#### [Task brief]
Quote, word for word, every line starting at the line that contains "the staged transaction." and ending with the last line of the records; include both of these lines and no others.
━━ The input
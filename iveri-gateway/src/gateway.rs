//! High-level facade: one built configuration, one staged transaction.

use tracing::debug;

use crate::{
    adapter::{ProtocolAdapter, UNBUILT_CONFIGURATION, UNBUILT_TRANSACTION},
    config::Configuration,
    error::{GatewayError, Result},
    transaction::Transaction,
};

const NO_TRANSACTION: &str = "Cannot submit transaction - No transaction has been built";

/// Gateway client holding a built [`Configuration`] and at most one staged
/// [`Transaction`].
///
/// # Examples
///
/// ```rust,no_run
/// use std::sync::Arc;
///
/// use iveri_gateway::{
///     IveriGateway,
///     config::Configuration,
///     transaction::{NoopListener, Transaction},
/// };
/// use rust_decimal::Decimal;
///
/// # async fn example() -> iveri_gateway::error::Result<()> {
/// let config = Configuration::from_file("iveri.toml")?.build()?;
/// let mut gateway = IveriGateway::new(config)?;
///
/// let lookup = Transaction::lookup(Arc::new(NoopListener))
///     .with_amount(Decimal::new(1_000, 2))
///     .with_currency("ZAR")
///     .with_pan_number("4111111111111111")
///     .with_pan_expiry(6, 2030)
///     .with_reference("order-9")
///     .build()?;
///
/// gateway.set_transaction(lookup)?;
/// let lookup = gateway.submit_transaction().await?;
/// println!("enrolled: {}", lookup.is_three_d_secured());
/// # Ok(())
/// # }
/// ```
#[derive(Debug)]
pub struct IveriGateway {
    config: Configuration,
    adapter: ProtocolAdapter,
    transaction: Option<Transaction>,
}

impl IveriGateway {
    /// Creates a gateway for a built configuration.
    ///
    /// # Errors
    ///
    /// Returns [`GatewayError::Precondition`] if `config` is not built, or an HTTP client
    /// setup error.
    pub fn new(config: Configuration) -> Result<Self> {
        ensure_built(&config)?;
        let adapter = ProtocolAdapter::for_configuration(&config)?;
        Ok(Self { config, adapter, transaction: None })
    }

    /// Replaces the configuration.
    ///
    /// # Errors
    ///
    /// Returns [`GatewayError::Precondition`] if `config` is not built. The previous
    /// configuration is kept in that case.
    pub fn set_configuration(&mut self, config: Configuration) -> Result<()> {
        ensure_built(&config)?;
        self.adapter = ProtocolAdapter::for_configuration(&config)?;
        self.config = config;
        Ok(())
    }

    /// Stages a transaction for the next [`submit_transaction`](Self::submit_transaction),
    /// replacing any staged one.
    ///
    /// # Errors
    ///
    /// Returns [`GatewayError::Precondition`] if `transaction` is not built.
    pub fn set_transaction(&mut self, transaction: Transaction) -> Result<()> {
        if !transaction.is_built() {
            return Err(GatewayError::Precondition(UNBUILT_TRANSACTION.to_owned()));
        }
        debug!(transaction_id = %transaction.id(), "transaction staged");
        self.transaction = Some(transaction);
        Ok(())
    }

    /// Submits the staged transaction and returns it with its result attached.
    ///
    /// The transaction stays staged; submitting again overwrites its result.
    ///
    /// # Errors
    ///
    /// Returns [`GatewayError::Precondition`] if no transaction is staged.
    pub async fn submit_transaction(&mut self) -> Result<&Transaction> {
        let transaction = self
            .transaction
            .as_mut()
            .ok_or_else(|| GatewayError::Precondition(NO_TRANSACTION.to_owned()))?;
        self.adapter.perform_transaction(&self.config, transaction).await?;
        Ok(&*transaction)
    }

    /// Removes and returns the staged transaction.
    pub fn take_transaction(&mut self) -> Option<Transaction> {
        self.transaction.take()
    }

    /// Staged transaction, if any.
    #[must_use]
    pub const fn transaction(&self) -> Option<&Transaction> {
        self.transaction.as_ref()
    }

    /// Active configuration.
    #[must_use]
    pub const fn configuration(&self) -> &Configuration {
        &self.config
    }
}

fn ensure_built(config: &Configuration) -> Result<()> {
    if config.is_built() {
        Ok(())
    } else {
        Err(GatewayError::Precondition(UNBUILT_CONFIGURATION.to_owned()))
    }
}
━━━━
#### [Answer section]
    /// Removes and returns the staged transaction.
    pub fn take_transaction(&mut self) -> Option<Transaction> {
        self.transaction.take()
    }

    /// Staged transaction, if any.
    #[must_use]
    pub const fn transaction(&self) -> Option<&Transaction> {
        self.transaction.as_ref()
    }

    /// Active configuration.
    #[must_use]
    pub const fn configuration(&self) -> &Configuration {
        &self.config
    }
}

fn ensure_built(config: &Configuration) -> Result<()> {
    if config.is_built() {
        Ok(())
    } else {
        Err(GatewayError::Precondition(UNBUILT_CONFIGURATION.to_owned()))
    }
}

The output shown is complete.